That shrinking middle class

In our 1995 American Experiment essay “The truth about income inequality,” John and I looked at the issue (“income inequality”) from a variety of perspectives. The data are out of date, but the song remains the same, only more so.

We started down the track that culminated in the essay as we defended the success of the Reagan era. Among the knocks on the beneficence of the Reagan era that we addressed was the claim of a “disappering middle class.” In our essay we showed that the “disappeared” had ascended into the upper ranks of the income data. “In other words,” we argued, “the middle class hasn’t declined, it has become more prosperous.” The true story was one of success.

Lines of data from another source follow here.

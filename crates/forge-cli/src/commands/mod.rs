pub mod config;
pub mod docs;
pub mod package;
pub mod publish;
pub mod run;
pub mod validate;

use anyhow::{bail, Context, Result};
use forge_config::{resolve_tool, ExternalTool, ForgeConfig};
use forge_manifest::ArchiveFormat;
use forge_package::{PackagedArtifact, SystemRunner};
use forge_publish::{
    GhCliStore, OciCredentials, OciOptions, OciPublisher, PublishSummary, ReleaseOptions,
    ReleasePublisher, TagStrategy,
};
use serde::Serialize;
use std::path::Path;

/// Where packaged archives are published
#[derive(clap::ValueEnum, Debug, Clone, Copy, PartialEq, Eq)]
pub enum PublishTarget {
    Release,
    Oci,
    Both,
}

impl PublishTarget {
    pub fn includes_release(self) -> bool {
        matches!(self, PublishTarget::Release | PublishTarget::Both)
    }

    pub fn includes_oci(self) -> bool {
        matches!(self, PublishTarget::Oci | PublishTarget::Both)
    }
}

/// Everything the publishers need, after merging flags over `forge.toml`
#[derive(Debug, Clone)]
pub struct PublishSettings {
    pub target: PublishTarget,
    pub registry: Option<String>,
    pub username: Option<String>,
    pub password_env: String,
    pub force: bool,
    pub strategy: TagStrategy,
    pub remote: String,
    pub repo: Option<String>,
}

pub(crate) fn tool(tool: ExternalTool, config: &ForgeConfig) -> Result<String> {
    let path = resolve_tool(tool, config)?;
    Ok(path.display().to_string())
}

pub(crate) fn archive_format(flag: Option<ArchiveFormat>, config: &ForgeConfig) -> Result<ArchiveFormat> {
    match (flag, config.package.format.as_deref()) {
        (Some(format), _) => Ok(format),
        (None, Some(value)) => value
            .parse()
            .map_err(|e: String| anyhow::anyhow!("package.format in config: {}", e)),
        (None, None) => Ok(ArchiveFormat::default()),
    }
}

pub(crate) fn tag_strategy(flag: Option<String>, config: &ForgeConfig) -> Result<TagStrategy> {
    match flag.or_else(|| config.release.strategy.clone()) {
        Some(value) => Ok(value.parse()?),
        None => Ok(TagStrategy::default()),
    }
}

fn oci_credentials(username: Option<&str>, password_env: &str) -> Result<Option<OciCredentials>> {
    let Some(username) = username else {
        return Ok(None);
    };
    let password = std::env::var(password_env)
        .with_context(|| format!("Registry username given but ${} is not set", password_env))?;
    Ok(Some(OciCredentials {
        username: username.to_string(),
        password,
    }))
}

/// Publish to every destination in `settings.target`, stopping at the first failure
pub(crate) fn publish_artifacts(
    artifacts: &[PackagedArtifact],
    settings: &PublishSettings,
    config: &ForgeConfig,
) -> Result<PublishSummary> {
    let mut summary = PublishSummary::default();

    if settings.target.includes_oci() {
        let Some(registry) = settings.registry.clone() else {
            bail!("OCI publishing needs --registry or [oci] registry in the config");
        };
        if let Some(zip) = artifacts.iter().find(|a| a.format == ArchiveFormat::Zip) {
            bail!(
                "OCI layers must be tar.gz archives, got {}; package with --format tar.gz",
                zip.file_name()
            );
        }
        let options = OciOptions {
            registry,
            credentials: oci_credentials(settings.username.as_deref(), &settings.password_env)?,
            force: settings.force,
        };
        let publisher = OciPublisher::new(SystemRunner, tool(ExternalTool::Oras, config)?, options);
        summary.merge(publisher.publish(artifacts)?);
    }

    if settings.target.includes_release() {
        let store = GhCliStore::new(
            SystemRunner,
            tool(ExternalTool::Gh, config)?,
            settings.repo.clone(),
        );
        let options = ReleaseOptions {
            remote: settings.remote.clone(),
            force: settings.force,
            strategy: settings.strategy,
        };
        let publisher =
            ReleasePublisher::new(SystemRunner, tool(ExternalTool::Git, config)?, store, options);
        summary.merge(publisher.publish(artifacts)?);
    }

    Ok(summary.finish()?)
}

#[derive(Serialize)]
struct PackageOutput<'a> {
    name: &'a str,
    version: &'a str,
    path: &'a Path,
    checksum: &'a str,
    size: u64,
    files: usize,
}

/// Step outputs for the surrounding GitHub Actions job
pub(crate) fn write_outputs(artifacts: &[PackagedArtifact], summary: Option<&PublishSummary>) {
    let packages: Vec<_> = artifacts
        .iter()
        .map(|a| PackageOutput {
            name: &a.name,
            version: &a.version,
            path: &a.archive_path,
            checksum: &a.checksum,
            size: a.size_bytes,
            files: a.file_count,
        })
        .collect();

    let mut outputs = vec![(
        "packages",
        serde_json::to_string(&packages).unwrap_or_else(|_| "[]".to_string()),
    )];
    if let Some(summary) = summary {
        outputs.push(("pushed-count", summary.pushed_count().to_string()));
        outputs.push(("skipped-count", summary.skipped_count().to_string()));
    }

    for (name, value) in outputs {
        if let Err(e) = forge_logger::set_output(name, &value) {
            forge_logger::warn(&format!("Failed to write step output {}: {}", name, e));
        }
    }
}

The current version of the “disappearing middle class” is a “hollowed-out middle class.” Stephen Rose and Scott Winship responded to this shibboleth in the AEI essay “The Middle Class Is Shrinking Because of a Booming Upper-Middle Class.” The abstract summarizes their analysis:

Using an absolute definition of the middle class, we find that the “core” middle class has shrunk, but only because more families have become upper-middle class over time. The upper-middle class boomed from 10 percent of families in 1979 to 31 percent in 2024, and its share of income doubled. The share of families whose income left them short of the core middle class fell from 54 percent to 35 percent.

Their conclusion comports with our long-ago analysis.

John and I found the terms of the argument regarding “income distribution” to be misleading. Government distrubtion of cash factors into the income data. However, properly understood, income isn’t distributed, it is earned. Differences in family income largely reflect differences in how many members of a family actually work — and how hard they work. That proposition is a key to understanding income data.

AEI published the Rose/Winship essay this past January. I was reminded of it by Rachel Ensign’s April 4 Wall Street Journal story “More Americans Are Breaking Into the Upper Middle Class.” Ensign also tracked the explosion in the population of the wealthy in her March 24 story “They’re Rich but Not Famous—and They’re Suddenly Everywhere.”